The PR campaign includes a video that you can watch on this page. Go ahead, I’ll wait.
The bearded dude in the video is one of the scientists now on the Coca-Cola payroll. When I watched the video, I had the same reaction as Karen De Coster, who wrote the article on LewRockwell.com:
The man in the video is Steven Blair, PED, FACSM, a Professor in the Department of Exercise Science in the Arnold School of Public Health at the University of South Carolina. That he’s a mouthpiece for “public health” sends a clear message that he is a paid-for shill for the Industrial Food Machine. And then, am I not supposed to notice, or say, that this Professor of “exercise science” is obese?
Coca-Cola may want to re-think the PR strategy here. They hope to convince us it’s mainly a lack of exercise causing obesity. They’ve got a professor of exercise science saying as much – but he’s clearly a very, uh, large man. So what are we supposed to believe about him? That he knows all about the weight-loss benefits of exercise, but isn’t interested in applying to himself? Shades of Kelly Brownell.
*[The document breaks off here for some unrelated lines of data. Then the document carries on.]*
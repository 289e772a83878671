// III-IV
// Copyright 2023 Julio Merino
//
// Licensed under the Apache License, Version 2.0 (the "License"); you may not
// use this file except in compliance with the License.  You may obtain a copy
// of the License at:
//
//     http://www.apache.org/licenses/LICENSE-2.0
//
// Unless required by applicable law or agreed to in writing, software
// distributed under the License is distributed on an "AS IS" BASIS, WITHOUT
// WARRANTIES OR CONDITIONS OF ANY KIND, either express or implied.  See the
// License for the specific language governing permissions and limitations
// under the License.

//! Utilities to extract credentials from HTTP requests.

use crate::driver::Driver;
use crate::model::{AccessToken, Password, Principal};
use axum::http::HeaderMap;
use base64::Engine;
use base64::engine::general_purpose;
use rideshare_core::driver::DriverError;
use rideshare_core::model::EmailAddress;
use rideshare_core::rest::{RestError, RestResult, get_unique_header};

/// Authentication realm advertised in the challenges of rejected requests.
pub(crate) const REALM: &str = "rideshare";

/// Builds an authentication error for the `scheme` challenge with a descriptive `message`.
fn unauthorized<S: Into<String>>(scheme: &'static str, message: S) -> RestError {
    RestError::Unauthorized { scheme, realm: REALM, message: message.into() }
}

/// Gets the payload of the `Authorization` header in `headers` after validating that it uses
/// `exp_scheme`.
fn get_authorization_payload<'a>(
    headers: &'a HeaderMap,
    exp_scheme: &'static str,
) -> RestResult<&'a str> {
    let authz = match get_unique_header(headers, "Authorization") {
        Ok(Some(value)) => value,
        Ok(None) => return Err(unauthorized(exp_scheme, "Missing Authorization header")),
        Err(e) => return Err(unauthorized(exp_scheme, e.to_string())),
    };

    let authz = authz.to_str().map_err(|e| {
        unauthorized(exp_scheme, format!("Bad encoding in Authorization header: {}", e))
    })?;

    let (scheme, payload) = match authz.split_once(' ') {
        Some((scheme, _)) if scheme.is_empty() => {
            return Err(unauthorized(exp_scheme, "Bad Authorization header: missing scheme"));
        }
        Some(parts) => parts,
        None if authz.is_empty() => {
            return Err(unauthorized(exp_scheme, "Bad Authorization header: missing scheme"));
        }
        None => return Err(unauthorized(exp_scheme, "Bad Authorization header: missing payload")),
    };

    if scheme != exp_scheme {
        return Err(unauthorized(exp_scheme, "Unsupported scheme"));
    }

    Ok(payload)
}

/// Extracts the email and password of a login request sent with basic authentication.
pub(crate) fn get_basic_auth(headers: &HeaderMap) -> RestResult<(EmailAddress, Password)> {
    let payload = get_authorization_payload(headers, "Basic")?;

    let payload = general_purpose::STANDARD
        .decode(payload)
        .map_err(|e| unauthorized("Basic", format!("Bad base64 encoding in payload: {}", e)))?;
    let payload = String::from_utf8(payload)
        .map_err(|e| unauthorized("Basic", format!("Bad UTF-8 encoding in payload: {}", e)))?;

    let (email, password) = match payload.split_once(':') {
        Some(parts) => parts,
        None => return Err(unauthorized("Basic", "Bad content")),
    };

    Ok((EmailAddress::new(email)?, Password::new(password)?))
}

/// Checks whether the request carries an `Authorization` header at all.
pub(crate) fn has_auth(headers: &HeaderMap) -> RestResult<bool> {
    match get_unique_header(headers, "Authorization") {
        Ok(value) => Ok(value.is_some()),
        Err(e) => Err(unauthorized("Bearer", e.to_string())),
    }
}

/// Extracts the access token of a request sent with bearer authentication.
pub(crate) fn get_bearer_auth(headers: &HeaderMap) -> RestResult<AccessToken> {
    let payload = get_authorization_payload(headers, "Bearer")?;
    AccessToken::new(payload).map_err(|e| unauthorized("Bearer", e.to_string()))
}

/// Converts an authentication failure reported by the `driver` into a challenge for `scheme`.
pub(crate) fn map_auth_error(scheme: &'static str, e: DriverError) -> RestError {
    match e {
        DriverError::Unauthorized(message) => unauthorized(scheme, message),
        e => e.into(),
    }
}

/// Resolves the caller of a request that requires bearer authentication.
pub(crate) async fn require_whoami(driver: &Driver, headers: &HeaderMap) -> RestResult<Principal> {
    let access_token = get_bearer_auth(headers)?;
    driver.clone().authenticate(access_token).await.map_err(|e| map_auth_error("Bearer", e))
}

/// Resolves the caller of a request where bearer authentication is optional.
pub(crate) async fn optional_whoami(
    driver: &Driver,
    headers: &HeaderMap,
) -> RestResult<Option<Principal>> {
    if has_auth(headers)? { Ok(Some(require_whoami(driver, headers).await?)) } else { Ok(None) }
}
Given that Coke is pumping millions of dollars into this effort, I’m sure it’s tempting to be outraged. Don’t be. The proper response here is a hearty laugh, because Coke may as well pour those millions down the drain. This campaign will be about as effective as the ad campaign for New Coke. I’ll bet you dollars to donuts, and you can keep the donuts.
Some years ago, yeah, maybe the strategy would have worked. That’s because some years ago, information flowed from the top down, through a series of information gatekeepers. Companies like Coca-Cola had the financial muscle, through advertising dollars and otherwise, to give marching orders to many of those gatekeepers.
That’s just not how it works anymore. Not in the days of the internet, social media, and the Wisdom of Crowds. Information flows down, up and sideways. The information gatekeepers are increasingly irrelevant (where they even still exist), and public trust in the “science” presented in Big Media is plummeting. The comments sections of articles promoting grains or low-fat diets are so full of blistering critiques, I’m surprised some news sites even allow comments.
In the final episode of Mad Men, we learned that Don Draper was the advertising genius whose jingle had us all wanting to teach the world to sing and buy the world a Coke. (In the land of TV fiction, that is.) But that was then. Now more and more people don’t even want to buy themselves a Coke – and there’s nothing Don Draper or a bunch of paid shills with PhDs can do about it.